The Philosophy

We have no true spiritual masters in current Western society - our priests are paedophiles, our politicians are celebrities, our celebrities are earthworms. Who can fill this spiritual vacuum? In the past, we might have turned to philosophers, but they have gone out of fashion and even Alain de Botton will not suffice. The answer can only lie with writers. Fiction can illustrate greater truths than non-fiction; the enduring appeal of 1984 tells us more about the dangers of an authoritarian society than any history textbook. A writer stands outside society, observing, analysing, searching for the truth. Their faith is a watermark in the pages of their books; C.S.Lewis spread out his Narnian imagination over the skeleton of his Christian faith and Swift operated within a matrix of Judeo-Christian principles. A writer can teach us about life, morals and how to construct a better sentence. Hence, the greatest writers are worthy of worship.

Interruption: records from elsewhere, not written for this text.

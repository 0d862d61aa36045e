//! Grid model
//!
//! This module defines the `Grid`, the single source of truth for the
//! layout state. It owns the two track lists, the flat row-major cell
//! sequence, the identity counter, and the active resize session, together
//! with the mutation logic that keeps them consistent (add/remove whole
//! rows and columns, attach cell content, redistribute a track pair).
//!
//! As a GPUI entity it can be updated from any context and notifies its
//! observers (like `GridView`) of any changes.

use crate::addressing;
use crate::data_types::{Axis, CellId, GridAddress, GridConfig, GridError, TrackSize};
use crate::theme::GridTheme;
use crate::tracks::TrackList;
use gpui::{AnyView, Pixels, Point};
use tracing::debug;

/// One grid position.
///
/// A cell does not store its own row/column; its address is derived from
/// its position in the flat sequence and the current column count.
pub struct Cell {
    pub id: CellId,
    /// Caller-supplied payload; actual placement is the view's job.
    pub content: Option<AnyView>,
}

/// Ephemeral state of one live resize drag, created on pointer-down over a
/// gap band and discarded on pointer-up.
#[derive(Clone, Debug)]
pub struct ResizeSession {
    pub axis: Axis,
    /// The cell whose trailing edge is being dragged.
    pub anchor: CellId,
    /// Pointer offset from the anchor's trailing corner at pointer-down.
    pub offset: Point<Pixels>,
    /// Combined extent of the adjacent track pair at session start. With a
    /// fixed container total, fr units and pixels coincide 1:1, so the
    /// total serves both roles for the whole drag.
    pub total: f32,
    /// The axis track list as it was at session start.
    pub tracks_at_start: Vec<TrackSize>,
}

pub struct Grid {
    pub config: GridConfig,
    pub theme: GridTheme,
    rows: TrackList,
    columns: TrackList,
    cells: Vec<Cell>,
    next_cell_id: u64,
    resize: Option<ResizeSession>,
}

impl Grid {
    pub fn new(config: GridConfig) -> Self {
        let rows = TrackList::new(Axis::Row, config.rows.resolve());
        let columns = TrackList::new(Axis::Column, config.columns.resolve());
        let mut grid = Self {
            config,
            theme: GridTheme::default(),
            rows,
            columns,
            cells: Vec::new(),
            next_cell_id: 0,
            resize: None,
        };
        for _ in 0..grid.rows.len() * grid.columns.len() {
            let cell = grid.fresh_cell();
            grid.cells.push(cell);
        }
        grid
    }

    pub fn row_count(&self) -> usize {
        self.rows.len()
    }

    pub fn column_count(&self) -> usize {
        self.columns.len()
    }

    pub fn cell_count(&self) -> usize {
        self.cells.len()
    }

    pub fn rows(&self) -> &TrackList {
        &self.rows
    }

    pub fn columns(&self) -> &TrackList {
        &self.columns
    }

    pub fn tracks(&self, axis: Axis) -> &TrackList {
        match axis {
            Axis::Row => &self.rows,
            Axis::Column => &self.columns,
        }
    }

    pub fn gap(&self) -> Pixels {
        self.config.gap_thickness
    }

    /// Cells in row-major order.
    pub fn cells(&self) -> impl Iterator<Item = &Cell> {
        self.cells.iter()
    }

    pub fn cell(&self, index: usize) -> Option<&Cell> {
        self.cells.get(index)
    }

    pub fn cell_at(&self, address: GridAddress) -> Option<&Cell> {
        let index = addressing::checked_index(address, self.rows.len(), self.columns.len())?;
        self.cells.get(index)
    }

    pub fn index_of(&self, id: CellId) -> Option<usize> {
        self.cells.iter().position(|cell| cell.id == id)
    }

    pub fn address_of(&self, id: CellId) -> Option<GridAddress> {
        let index = self.index_of(id)?;
        if self.columns.is_empty() {
            return None;
        }
        Some(addressing::address_at(index, self.columns.len()))
    }

    fn fresh_cell(&mut self) -> Cell {
        let id = CellId(self.next_cell_id);
        self.next_cell_id += 1;
        Cell { id, content: None }
    }

    /// Inserts a row track at `row_index` and splices one brand-new cell
    /// per existing column into the flat sequence. Returns the new cell
    /// identities in column order.
    ///
    /// New tracks always get all-new cells; reusing a neighbor's cell
    /// across a shifted address would silently move previously inserted
    /// content to the wrong logical position.
    pub fn add_row(&mut self, row_index: usize, size: TrackSize) -> Result<Vec<CellId>, GridError> {
        self.rows.insert(row_index, size)?;
        let column_count = self.columns.len();
        let mut created = Vec::with_capacity(column_count);
        for column in 0..column_count {
            let position = addressing::flat_index(GridAddress::new(row_index, column), column_count);
            let cell = self.fresh_cell();
            created.push(cell.id);
            self.cells.insert(position, cell);
        }
        self.invalidate_resize_on(Axis::Row);
        debug_assert!(self.shape_consistent());
        Ok(created)
    }

    /// Inserts a column track at `column_index` and splices one brand-new
    /// cell per existing row. Returns the new cell identities in row order.
    pub fn add_column(
        &mut self,
        column_index: usize,
        size: TrackSize,
    ) -> Result<Vec<CellId>, GridError> {
        self.columns.insert(column_index, size)?;
        let column_count = self.columns.len();
        let mut created = Vec::with_capacity(self.rows.len());
        for row in 0..self.rows.len() {
            let position = addressing::flat_index(GridAddress::new(row, column_index), column_count);
            let cell = self.fresh_cell();
            created.push(cell.id);
            self.cells.insert(position, cell);
        }
        self.invalidate_resize_on(Axis::Column);
        debug_assert!(self.shape_consistent());
        Ok(created)
    }

    /// Removes the row track at `row_index` and its cells. The targeted
    /// cells are spliced out from the high end down so earlier positions
    /// stay valid during the sweep. An axis may only drop to zero tracks
    /// when the other axis is already empty.
    pub fn remove_row(&mut self, row_index: usize) -> Result<(), GridError> {
        if row_index >= self.rows.len() || (self.rows.len() == 1 && !self.columns.is_empty()) {
            return Err(GridError::IndexOutOfRange {
                axis: Axis::Row,
                index: row_index,
                len: self.rows.len(),
            });
        }
        let column_count = self.columns.len();
        for column in (0..column_count).rev() {
            let position = addressing::flat_index(GridAddress::new(row_index, column), column_count);
            self.cells.remove(position);
        }
        self.rows.remove_at(row_index)?;
        self.invalidate_resize_on(Axis::Row);
        debug_assert!(self.shape_consistent());
        Ok(())
    }

    pub fn remove_column(&mut self, column_index: usize) -> Result<(), GridError> {
        if column_index >= self.columns.len() || (self.columns.len() == 1 && !self.rows.is_empty())
        {
            return Err(GridError::IndexOutOfRange {
                axis: Axis::Column,
                index: column_index,
                len: self.columns.len(),
            });
        }
        let column_count = self.columns.len();
        for row in (0..self.rows.len()).rev() {
            let position = addressing::flat_index(GridAddress::new(row, column_index), column_count);
            self.cells.remove(position);
        }
        self.columns.remove_at(column_index)?;
        self.invalidate_resize_on(Axis::Column);
        debug_assert!(self.shape_consistent());
        Ok(())
    }

    /// Attaches `content` as the payload of the cell at `address`.
    pub fn insert(&mut self, address: GridAddress, content: AnyView) -> Result<(), GridError> {
        let not_found = GridError::CellNotFound {
            row: address.row,
            column: address.column,
        };
        let index = addressing::checked_index(address, self.rows.len(), self.columns.len())
            .ok_or(not_found.clone())?;
        match self.cells.get_mut(index) {
            Some(cell) => {
                cell.content = Some(content);
                Ok(())
            }
            None => Err(not_found),
        }
    }

    /// Writes both sizes of an adjacent track pair, or neither.
    pub fn set_track_pair(
        &mut self,
        axis: Axis,
        index: usize,
        first: TrackSize,
        second: TrackSize,
    ) -> Result<(), GridError> {
        let tracks = match axis {
            Axis::Row => &mut self.rows,
            Axis::Column => &mut self.columns,
        };
        if index + 1 >= tracks.len() {
            return Err(GridError::IndexOutOfRange {
                axis,
                index: index + 1,
                len: tracks.len(),
            });
        }
        tracks.set(index, first)?;
        tracks.set(index + 1, second)?;
        Ok(())
    }

    pub fn resize_session(&self) -> Option<&ResizeSession> {
        self.resize.as_ref()
    }

    /// Opens a session unless one is already active (first session wins).
    pub fn begin_resize(&mut self, session: ResizeSession) {
        if self.resize.is_none() {
            debug!(axis = %session.axis, anchor = %session.anchor, "resize session opened");
            self.resize = Some(session);
        }
    }

    pub fn end_resize(&mut self) {
        if self.resize.take().is_some() {
            debug!("resize session closed");
        }
    }

    /// A structural mutation on an axis invalidates any session resizing
    /// that axis; its captured totals and snapshot no longer describe the
    /// track list.
    fn invalidate_resize_on(&mut self, axis: Axis) {
        if self
            .resize
            .as_ref()
            .is_some_and(|session| session.axis == axis)
        {
            debug!(%axis, "resize session ended by structural mutation");
            self.resize = None;
        }
    }

    fn shape_consistent(&self) -> bool {
        self.cells.len() == self.rows.len() * self.columns.len()
    }
}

This is an idea that originated with the Golden Dawn and grew in the early twentieth century with the Edgar Allan Poe Faith, a shadowy group who included Jack the Ripper as one of their initiates, leading to fatal consequences. Since then, there has been a widespread growth in literary religion - or 'Writer Worship Clubs' (as the Guardian has termed them), or 'Satantic Book Boffins' (The Daily Mail). Currently, their popularity is at its peak. In Sussex, a Virginia Woolf Club has been established, though it seemed not so much a religion as a thinly veiled forum for transvestites to enjoy putting on grey wigs and 30s-style dresses whilst sleeping in the grounds of her former domain, Monk's House in Rodmell. In Glasgow, rather inevitably, the Irvine Welsh Club now enjoys 200 members, whereby the Initiation Ceremony depends upon those who can negotiate the best bargain for crack cocaine from a selected drug dealer. In Wessex, construction is shortly to be completed on a temple dedicated to Thomas Hardy and the Tom Paulin Dublin Faith has now been recognised as a world religion, though it is listed in the Directory of Religions just beneath Jedi Warriors, suggesting it has yet to be accepted as a serious faith.

 

Of these Faiths, the Will Self Club (officially known as the W.S.C) is considered to be the elite superior (though the Martin Amis School lags behind as a close second). Membership is said to be a mysterious and, at times, torturous process. There is the black ball system, followed by a complex initiation. The member is never 'told' that they have been accepted into the faith, only 'shown'. The monthly worship sessions are said to take place in a stately home on the outskirts of London; a journalist who once attempted to infiltrate one such meeting was never seen again. All that remains of his visit are some texts, abstract in nature, such as 'absinthe', 'torn pages and naked breasts' and 'I'll never win the Nonce Prize'. Those who do manage to infiltrate the hierarchies of this faith, however, receive the lifelong blessing of W.S. in deified form, frequent moments of exquisite serendipity, and experiences of the flesh that are miraculous and ecstatic in sensation.